▶ _Exercise description_:
In the material below, the required lines run from the one containing "share a key" through the one containing "let group = groups.entry(id.clone()).or_default();". Copy those lines exactly, ends included, and nothing else.

[Extracted information — start]

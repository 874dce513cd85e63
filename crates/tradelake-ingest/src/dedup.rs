//! Precombine deduplication
//!
//! Records sharing a `(partition, key)` pair collapse to the one with the
//! greatest precombine value. Equal precombine values are resolved by batch
//! order: the record seen last wins. Batch order is whatever the source
//! produced, so ties are counted and reported rather than hidden.

use serde::{Deserialize, Serialize};
use std::cmp::Ordering;
use std::collections::{BTreeMap, HashMap, HashSet};

use crate::config::TableConfig;
use crate::error::{IngestError, Result};
use crate::record::{DeleteKey, FieldValue, KeyedRecord, PartitionPath, RecordKey};

/// How equal precombine values are resolved
#[derive(Debug, Clone, Copy, PartialEq, Eq, Serialize, Deserialize, Default)]
#[serde(rename_all = "snake_case")]
pub enum TieBreak {
    /// Later position in the batch wins
    #[default]
    LastSeen,
}

/// Counters from one deduplication pass
#[derive(Debug, Clone, Copy, Default, PartialEq, Eq, Serialize, Deserialize)]
pub struct DedupStats {
    pub input_records: usize,
    pub output_records: usize,
    pub duplicates_removed: usize,
    /// Duplicate pairs decided by batch order rather than precombine value
    pub ties_resolved: usize,
}

impl DedupStats {
    pub fn merge(&mut self, other: DedupStats) {
        self.input_records += other.input_records;
        self.output_records += other.output_records;
        self.duplicates_removed += other.duplicates_removed;
        self.ties_resolved += other.ties_resolved;
    }
}

#[derive(Debug, Clone)]
pub struct Deduplicator {
    precombine_field: String,
    tie_break: TieBreak,
}

impl Deduplicator {
    pub fn new(precombine_field: impl Into<String>) -> Self {
        Self {
            precombine_field: precombine_field.into(),
            tie_break: TieBreak::LastSeen,
        }
    }

    pub fn from_config(config: &TableConfig) -> Self {
        Self::new(config.precombine_field.clone())
    }

    pub fn precombine_field(&self) -> &str {
        &self.precombine_field
    }

    pub fn tie_break(&self) -> TieBreak {
        self.tie_break
    }

    /// Pick the single winner among records that share a key
    pub fn resolve(&self, candidates: Vec<KeyedRecord>) -> Result<KeyedRecord> {
        let mut stats = DedupStats::default();
        self.resolve_group(candidates, &mut stats)
    }

    /// Deduplicate records of one partition, keeping first-occurrence order
    pub fn dedup_partition(
        &self,
        records: Vec<KeyedRecord>,
    ) -> Result<(Vec<KeyedRecord>, DedupStats)> {
        let mut stats = DedupStats {
            input_records: records.len(),
            ..DedupStats::default()
        };

        let mut order: Vec<(PartitionPath, RecordKey)> = Vec::new();
        let mut groups: HashMap<(PartitionPath, RecordKey), Vec<KeyedRecord>> = HashMap::new();

        for record in records {
            let id = (record.partition.clone(), record.key.clone());
            let group = groups.entry(id.clone()).or_default();
            if group.is_empty() {
                order.push(id);
            }
            group.push(record);
        }

        let mut winners = Vec::with_capacity(order.len());
        for id in order {
            if let Some(group) = groups.remove(&id) {
                winners.push(self.resolve_group(group, &mut stats)?);
            }
        }

        stats.output_records = winners.len();
        stats.duplicates_removed = stats.input_records - stats.output_records;
        Ok((winners, stats))
    }

    fn resolve_group(
        &self,
        mut candidates: Vec<KeyedRecord>,
        stats: &mut DedupStats,
    ) -> Result<KeyedRecord> {
        candidates.sort_by_key(|c| c.position);
        let mut candidates = candidates.into_iter();

        let mut winner = candidates.next().ok_or_else(|| {
            IngestError::key(&self.precombine_field, "no records to resolve")
        })?;
        self.precombine_value(&winner)?;

        for challenger in candidates {
            let challenger_value = self.precombine_value(&challenger)?;
            let winner_value = self.precombine_value(&winner)?;

            let ordering = challenger_value.precombine_cmp(winner_value).ok_or_else(|| {
                IngestError::key(
                    &self.precombine_field,
                    format!(
                        "cannot compare {} with {} for key {}",
                        challenger_value.type_name(),
                        winner_value.type_name(),
                        challenger.key
                    ),
                )
                .at_record(challenger.position)
            })?;

            match (ordering, self.tie_break) {
                (Ordering::Greater, _) => winner = challenger,
                (Ordering::Equal, TieBreak::LastSeen) => {
                    stats.ties_resolved += 1;
                    winner = challenger;
                },
                (Ordering::Less, _) => {},
            }
        }

        Ok(winner)
    }

    /// Fail with a `KeyError` when the record has no usable precombine value
    pub fn check_precombine(&self, record: &KeyedRecord) -> Result<()> {
        self.precombine_value(record).map(|_| ())
    }

    fn precombine_value<'a>(&self, record: &'a KeyedRecord) -> Result<&'a FieldValue> {
        match record.record.get(&self.precombine_field) {
            Some(value) if !value.is_null() => Ok(value),
            _ => Err(IngestError::key(
                &self.precombine_field,
                format!("precombine value is missing for key {}", record.key),
            )
            .at_record(record.position)),
        }
    }
}

/// Group keyed records by partition, preserving batch order inside each group
pub fn split_by_partition(records: Vec<KeyedRecord>) -> BTreeMap<PartitionPath, Vec<KeyedRecord>> {
    let mut partitions: BTreeMap<PartitionPath, Vec<KeyedRecord>> = BTreeMap::new();
    for record in records {
        partitions.entry(record.partition.clone()).or_default().push(record);
    }
    partitions
}

/// Collapse repeated tombstones, keeping first occurrence order
pub fn dedup_deletes(keys: Vec<DeleteKey>) -> (Vec<DeleteKey>, usize) {
    let total = keys.len();
    let mut seen = HashSet::with_capacity(total);
    let unique: Vec<DeleteKey> = keys.into_iter().filter(|k| seen.insert(k.clone())).collect();
    let removed = total - unique.len();
    (unique, removed)
}
//! Schema normalization
//!
//! Casts the declared fields of a raw record to their contract types and then
//! injects the configured literal columns. Undeclared fields pass through.
//! Normalization is idempotent: a normalized record fed back in comes out
//! unchanged, including columns injected by the first pass.

use chrono::{DateTime, NaiveDateTime};
use std::collections::BTreeSet;

use crate::config::{AdditionalColumns, FieldType, SchemaContract, TableConfig};
use crate::error::{IngestError, Result};
use crate::record::{parse_timestamp, FieldValue, NormalizedRecord, RawRecord};

/// One declared field as the normalizer sees it
#[derive(Debug, Clone)]
struct FieldRule {
    name: String,
    field_type: FieldType,
    required: bool,
}

/// Converts raw records to normalized records under a schema contract
#[derive(Debug, Clone)]
pub struct Normalizer {
    rules: Vec<FieldRule>,
    additional_columns: AdditionalColumns,
    /// When set, fields outside this set are dropped before casting
    projection: Option<BTreeSet<String>>,
}

impl Normalizer {
    /// Build a normalizer; additional columns may not shadow declared fields
    pub fn new(contract: &SchemaContract, additional_columns: AdditionalColumns) -> Result<Self> {
        for (name, _) in additional_columns.iter() {
            if contract.declares(name) {
                return Err(IngestError::config(format!(
                    "additional column '{}' collides with a declared schema field",
                    name
                )));
            }
        }

        let rules = contract
            .iter()
            .map(|(name, field_type)| FieldRule {
                name: name.to_string(),
                field_type,
                required: true,
            })
            .collect();

        Ok(Self {
            rules,
            additional_columns,
            projection: None,
        })
    }

    pub fn from_config(config: &TableConfig) -> Result<Self> {
        Self::new(&config.schema, config.additional_columns.clone())
    }

    /// Normalizer for delete batches.
    ///
    /// Only key and partition fields survive. Key fields keep their contract
    /// casts and stay mandatory; partition fields are cast when present.
    pub fn for_deletes(config: &TableConfig) -> Result<Self> {
        let keep: BTreeSet<String> = config
            .record_key_fields
            .iter()
            .chain(config.partition_fields.iter())
            .cloned()
            .collect();

        let rules = config
            .schema
            .iter()
            .filter(|(name, _)| keep.contains(*name))
            .map(|(name, field_type)| FieldRule {
                name: name.to_string(),
                field_type,
                required: config.record_key_fields.iter().any(|k| k == name),
            })
            .collect();

        let mut additional_columns = AdditionalColumns::none();
        for (name, value) in config.additional_columns.iter() {
            if keep.contains(name) {
                additional_columns = additional_columns.with(name, value.clone());
            }
        }

        let mut normalizer = Self::new(&SchemaContract::new(), additional_columns)?;
        normalizer.rules = rules;
        normalizer.projection = Some(keep);
        Ok(normalizer)
    }

    /// Cast declared fields without injecting additional columns
    pub fn cast(&self, raw: RawRecord) -> Result<NormalizedRecord> {
        let mut fields = raw.into_fields();

        if let Some(ref keep) = self.projection {
            fields.retain(|name, _| keep.contains(name));
        }

        for rule in &self.rules {
            match fields.get(&rule.name) {
                Some(value) => {
                    let cast = cast_value(&rule.name, value, rule.field_type)?;
                    fields.insert(rule.name.clone(), cast);
                },
                None if rule.required => {
                    return Err(IngestError::cast(&rule.name, "declared field is missing"));
                },
                None => {},
            }
        }

        Ok(NormalizedRecord::from_fields(fields))
    }

    /// Cast, then inject additional columns
    pub fn normalize(&self, raw: RawRecord) -> Result<NormalizedRecord> {
        let normalized = self.cast(raw)?;
        self.inject(normalized)
    }

    fn inject(&self, record: NormalizedRecord) -> Result<NormalizedRecord> {
        if self.additional_columns.is_empty() {
            return Ok(record);
        }

        let mut fields = record.into_raw().into_fields();
        for (name, value) in self.additional_columns.iter() {
            match fields.get(name) {
                // Already injected, e.g. a normalized record fed back in
                Some(existing) if existing == value => continue,
                Some(_) => {
                    return Err(IngestError::config(format!(
                        "additional column '{}' collides with an existing field",
                        name
                    )));
                },
                None => {},
            }
            fields.insert(name.to_string(), value.clone());
        }
        Ok(NormalizedRecord::from_fields(fields))
    }
}

/// Cast a single value to the target type
pub fn cast_value(field: &str, value: &FieldValue, target: FieldType) -> Result<FieldValue> {
    match target {
        FieldType::Timestamp => cast_timestamp(field, value).map(FieldValue::Timestamp),
        FieldType::Double => cast_double(field, value).map(FieldValue::Double),
        FieldType::String => match value {
            FieldValue::String(_) => Ok(value.clone()),
            other => other
                .render()
                .map(FieldValue::String)
                .ok_or_else(|| IngestError::cast(field, "value is null")),
        },
    }
}

fn cast_timestamp(field: &str, value: &FieldValue) -> Result<NaiveDateTime> {
    match value {
        FieldValue::Timestamp(ts) => Ok(*ts),
        FieldValue::Integer(secs) => epoch_to_timestamp(field, *secs),
        FieldValue::Double(secs) => epoch_float_to_timestamp(field, *secs),
        FieldValue::String(text) => {
            let text = text.trim();
            if let Ok(secs) = text.parse::<f64>() {
                return epoch_float_to_timestamp(field, secs);
            }
            parse_timestamp(text).ok_or_else(|| {
                IngestError::cast(field, format!("'{}' is not an epoch time or timestamp", text))
            })
        },
        FieldValue::Null => Err(IngestError::cast(field, "value is null")),
        other => Err(IngestError::cast(
            field,
            format!("cannot cast {} to timestamp", other.type_name()),
        )),
    }
}

/// Whole seconds only; fractional epoch seconds are truncated
fn epoch_float_to_timestamp(field: &str, secs: f64) -> Result<NaiveDateTime> {
    if !secs.is_finite() || secs.abs() >= i64::MAX as f64 {
        return Err(IngestError::cast(field, format!("epoch seconds {} out of range", secs)));
    }
    epoch_to_timestamp(field, secs.trunc() as i64)
}

fn epoch_to_timestamp(field: &str, secs: i64) -> Result<NaiveDateTime> {
    DateTime::from_timestamp(secs, 0)
        .map(|dt| dt.naive_utc())
        .ok_or_else(|| IngestError::cast(field, format!("epoch seconds {} out of range", secs)))
}

fn cast_double(field: &str, value: &FieldValue) -> Result<f64> {
    let parsed = match value {
        FieldValue::Double(d) => *d,
        FieldValue::Integer(i) => *i as f64,
        FieldValue::String(text) => text.trim().parse::<f64>().map_err(|_| {
            IngestError::cast(field, format!("'{}' is not a number", text))
        })?,
        FieldValue::Null => return Err(IngestError::cast(field, "value is null")),
        other => {
            return Err(IngestError::cast(
                field,
                format!("cannot cast {} to double", other.type_name()),
            ))
        },
    };

    if parsed.is_finite() {
        Ok(parsed)
    } else {
        Err(IngestError::cast(field, format!("{} is not a finite number", parsed)))
    }
}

[Extracted information — finish]

▶ _Written answer_:
    /// Pick the single winner among records that share a key
    pub fn resolve(&self, candidates: Vec<KeyedRecord>) -> Result<KeyedRecord> {
        let mut stats = DedupStats::default();
        self.resolve_group(candidates, &mut stats)
    }

    /// Deduplicate records of one partition, keeping first-occurrence order
    pub fn dedup_partition(
        &self,
        records: Vec<KeyedRecord>,
    ) -> Result<(Vec<KeyedRecord>, DedupStats)> {
        let mut stats = DedupStats {
            input_records: records.len(),
            ..DedupStats::default()
        };

        let mut order: Vec<(PartitionPath, RecordKey)> = Vec::new();
        let mut groups: HashMap<(PartitionPath, RecordKey), Vec<KeyedRecord>> = HashMap::new();

        for record in records {
            let id = (record.partition.clone(), record.key.clone());
            let group = groups.entry(id.clone()).or_default();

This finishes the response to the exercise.